The 2011–12 season saw Harlequins add their name to the trophy on their first attempt, winning 30–23 against the nine-times champions Leicester. Leicester would have to wait until 2012–13 for their 10th championship, where they defeated Northampton in the final.
The 2013–14 Aviva Premiership season saw Northampton become the 8th different team to win the trophy. This was achieved when they defeated Leicester Tigers in the semi-final 21–20, thus denying Leicester a 10th Consecutive Final. In the final, they defeated Saracens 24-20 with a try in the last minute of extra time to win the 2013–14 Aviva Premiership.
2014–2018: US initiatives
With the future of the Heineken Cup uncertain beyond 2013–14, due to a row between England's Premiership Rugby Limited and France's LNR on one side and the sport's governing bodies on the other, Premiership Rugby Limited explored several moves toward expanding its brand into the United States. In May 2013, Premiership Rugby Limited and U.S.-based RugbyLaw entered into a plan by which the two organisations were to help back a proposed U.S. professional league that could have begun play as early as 2014. The first phase of the plan was to involve two preseason exhibitions featuring an "American Barbarians" side that would combine international veterans and young American talent. The "Barbarians" were intended to play matches in August 2013 in the U.S. and London, but those plans fell through, and the matches were indefinitely delayed.In August 2013, Peter Tom, the chairman of Leicester Tigers, confirmed that discussions had taken place within Premiership Rugby Limited about the possibility of hosting selected Premiership matches in the US. The first match played in the USA was on 12 March 2016 when London Irish were defeated by Saracens at the Red Bull Arena in the New York Metropolitan Area.
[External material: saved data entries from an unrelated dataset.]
//! Allocator statistics tracking
//!
//! Every strategy maintains an [`AtomicAllocatorStats`] so callers can ask
//! for allocation counts and outstanding bytes without taking any lock.

use core::sync::atomic::{AtomicUsize, Ordering};

/// Point-in-time statistics snapshot for one allocator
#[derive(Debug, Clone, Copy, Default, PartialEq, Eq)]
pub struct AllocatorStats {
    /// Total number of successful allocations
    pub allocation_count: usize,
    /// Total number of releases
    pub release_count: usize,
    /// Number of failed allocations
    pub failed_allocations: usize,
    /// Bytes currently outstanding (allocated and not yet released)
    pub outstanding_bytes: usize,
    /// Peak outstanding bytes
    pub peak_bytes: usize,
    /// Total bytes ever allocated (cumulative)
    pub total_bytes_allocated: usize,
}

impl AllocatorStats {
    /// Creates a new empty stats object
    #[must_use]
    pub const fn new() -> Self {
        Self {
            allocation_count: 0,
            release_count: 0,
            failed_allocations: 0,
            outstanding_bytes: 0,
            peak_bytes: 0,
            total_bytes_allocated: 0,
        }
    }

    /// Number of regions allocated but not yet released
    #[must_use]
    pub fn outstanding_regions(&self) -> usize {
        self.allocation_count.saturating_sub(self.release_count)
    }

    /// Whether any regions are still outstanding
    #[must_use]
    pub fn has_outstanding(&self) -> bool {
        self.outstanding_regions() > 0
    }
}

impl core::fmt::Display for AllocatorStats {
    fn fmt(&self, f: &mut core::fmt::Formatter<'_>) -> core::fmt::Result {
        writeln!(f, "Allocator statistics:")?;
        writeln!(f, "  Allocations: {}", self.allocation_count)?;
        writeln!(f, "  Releases: {}", self.release_count)?;
        writeln!(f, "  Failed allocations: {}", self.failed_allocations)?;
        writeln!(f, "  Outstanding: {} bytes", self.outstanding_bytes)?;
        writeln!(f, "  Peak: {} bytes", self.peak_bytes)?;
        writeln!(f, "  Total allocated: {} bytes", self.total_bytes_allocated)
    }
}

/// Thread-safe statistics maintained by the strategies
#[derive(Debug, Default)]
pub struct AtomicAllocatorStats {
    allocation_count: AtomicUsize,
    release_count: AtomicUsize,
    failed_allocations: AtomicUsize,
    outstanding_bytes: AtomicUsize,
    peak_bytes: AtomicUsize,
    total_bytes_allocated: AtomicUsize,
}

impl AtomicAllocatorStats {
    /// Creates a new empty atomic stats object
    #[must_use]
    pub const fn new() -> Self {
        Self {
            allocation_count: AtomicUsize::new(0),
            release_count: AtomicUsize::new(0),
            failed_allocations: AtomicUsize::new(0),
            outstanding_bytes: AtomicUsize::new(0),
            peak_bytes: AtomicUsize::new(0),
            total_bytes_allocated: AtomicUsize::new(0),
        }
    }

    /// Record a successful allocation of `size` bytes
    pub fn record_allocation(&self, size: usize) {
        self.allocation_count.fetch_add(1, Ordering::Relaxed);
        self.total_bytes_allocated.fetch_add(size, Ordering::Relaxed);

        // Overflow-safe outstanding update; saturate rather than wrap
        let mut current = self.outstanding_bytes.load(Ordering::Relaxed);
        let new_outstanding = loop {
            let next = current.checked_add(size).unwrap_or(usize::MAX);
            match self.outstanding_bytes.compare_exchange_weak(
                current,
                next,
                Ordering::Relaxed,
                Ordering::Relaxed,
            ) {
                Ok(_) => break next,
                Err(actual) => current = actual,
            }
        };

        // Peak only moves up
        let mut peak = self.peak_bytes.load(Ordering::Relaxed);
        while new_outstanding > peak {
            match self.peak_bytes.compare_exchange_weak(
                peak,
                new_outstanding,
                Ordering::Relaxed,
                Ordering::Relaxed,
            ) {
                Ok(_) => break,
                Err(actual) => peak = actual,
            }
        }
    }

    /// Record a release of `size` bytes
    pub fn record_release(&self, size: usize) {
        self.release_count.fetch_add(1, Ordering::Relaxed);

        let mut current = self.outstanding_bytes.load(Ordering::Relaxed);
        loop {
            let next = current.saturating_sub(size);
            match self.outstanding_bytes.compare_exchange_weak(
                current,
                next,
                Ordering::Relaxed,
                Ordering::Relaxed,
            ) {
                Ok(_) => break,
                Err(actual) => current = actual,
            }
        }
    }

    /// Record a failed allocation
    pub fn record_failure(&self) {
        self.failed_allocations.fetch_add(1, Ordering::Relaxed);
    }

    /// Zero the outstanding byte count, returning the previous value.
    ///
    /// Used by bulk-reclaim operations (arena reset, allocator destroy).
    pub fn drain_outstanding(&self) -> usize {
        self.outstanding_bytes.swap(0, Ordering::Relaxed)
    }

    /// Current outstanding bytes
    #[must_use]
    pub fn outstanding_bytes(&self) -> usize {
        self.outstanding_bytes.load(Ordering::Relaxed)
    }

    /// Total successful allocations
    #[must_use]
    pub fn allocation_count(&self) -> usize {
        self.allocation_count.load(Ordering::Relaxed)
    }

    /// Total releases
    #[must_use]
    pub fn release_count(&self) -> usize {
        self.release_count.load(Ordering::Relaxed)
    }

    /// Regions allocated but not yet released
    #[must_use]
    pub fn outstanding_regions(&self) -> usize {
        self.allocation_count()
            .saturating_sub(self.release_count())
    }

    /// Get a snapshot of the current statistics
    #[must_use]
    pub fn snapshot(&self) -> AllocatorStats {
        AllocatorStats {
            allocation_count: self.allocation_count.load(Ordering::Relaxed),
            release_count: self.release_count.load(Ordering::Relaxed),
            failed_allocations: self.failed_allocations.load(Ordering::Relaxed),
            outstanding_bytes: self.outstanding_bytes.load(Ordering::Relaxed),
            peak_bytes: self.peak_bytes.load(Ordering::Relaxed),
            total_bytes_allocated: self.total_bytes_allocated.load(Ordering::Relaxed),
        }
    }

    /// Reset all statistics to zero
    pub fn reset(&self) {
        self.allocation_count.store(0, Ordering::Relaxed);
        self.release_count.store(0, Ordering::Relaxed);
        self.failed_allocations.store(0, Ordering::Relaxed);
        self.outstanding_bytes.store(0, Ordering::Relaxed);
        self.peak_bytes.store(0, Ordering::Relaxed);
        self.total_bytes_allocated.store(0, Ordering::Relaxed);
    }
}

/// Trait for allocators that expose statistics
pub trait StatisticsProvider {
    /// Get current statistics
    fn statistics(&self) -> AllocatorStats;

    /// Reset statistics
    fn reset_statistics(&self);
}

#[cfg(test)]
mod tests {
    use super::*;

    #[test]
    fn records_and_snapshots() {
        let stats = AtomicAllocatorStats::new();

        stats.record_allocation(100);
        stats.record_allocation(50);
        assert_eq!(stats.outstanding_bytes(), 150);

        stats.record_release(30);
        let snap = stats.snapshot();
        assert_eq!(snap.allocation_count, 2);
        assert_eq!(snap.release_count, 1);
        assert_eq!(snap.outstanding_bytes, 120);
        assert_eq!(snap.peak_bytes, 150);
        assert_eq!(snap.total_bytes_allocated, 150);
        assert_eq!(snap.outstanding_regions(), 1);
    }

    #[test]
    fn peak_survives_release() {
        let stats = AtomicAllocatorStats::new();
        stats.record_allocation(200);
        stats.record_release(200);
        stats.record_allocation(10);
        assert_eq!(stats.snapshot().peak_bytes, 200);
    }

    #[test]
    fn release_saturates_at_zero() {
        let stats = AtomicAllocatorStats::new();
        stats.record_allocation(10);
        stats.record_release(50);
        assert_eq!(stats.outstanding_bytes(), 0);
    }

    #[test]
    fn drain_returns_previous_outstanding() {
        let stats = AtomicAllocatorStats::new();
        stats.record_allocation(64);
        assert_eq!(stats.drain_outstanding(), 64);
        assert_eq!(stats.outstanding_bytes(), 0);
    }
}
This match was intended to be the first of a three-year deal which would have seen London Irish play one home match each season in the US, but their relegation from the Premiership at the end of the 2015–16 season scuttled that plan. A new deal was reached with American sports marketing company AEG in 2017 which was intended to see at least one Premiership match taken to the US for four seasons starting in 2017–18. The first match under the new deal was held on 16 September 2017, with Newcastle Falcons taking their home fixture against Saracens to the Talen Energy Stadium in the Philadelphia suburb of Chester, Pennsylvania. In 2018–19, although no match was scheduled to take place in the US, the round 6 match between Saracens and Harlequins was the first broadcast on network television in the US of a Premiership Rugby game. The game was shown live on NBC. In 2019–20, and 2020–21 once again no matches were scheduled to take place in the US.
2018 also saw a revamp of the league's secondary competition with the launch of the Premiership Rugby Shield.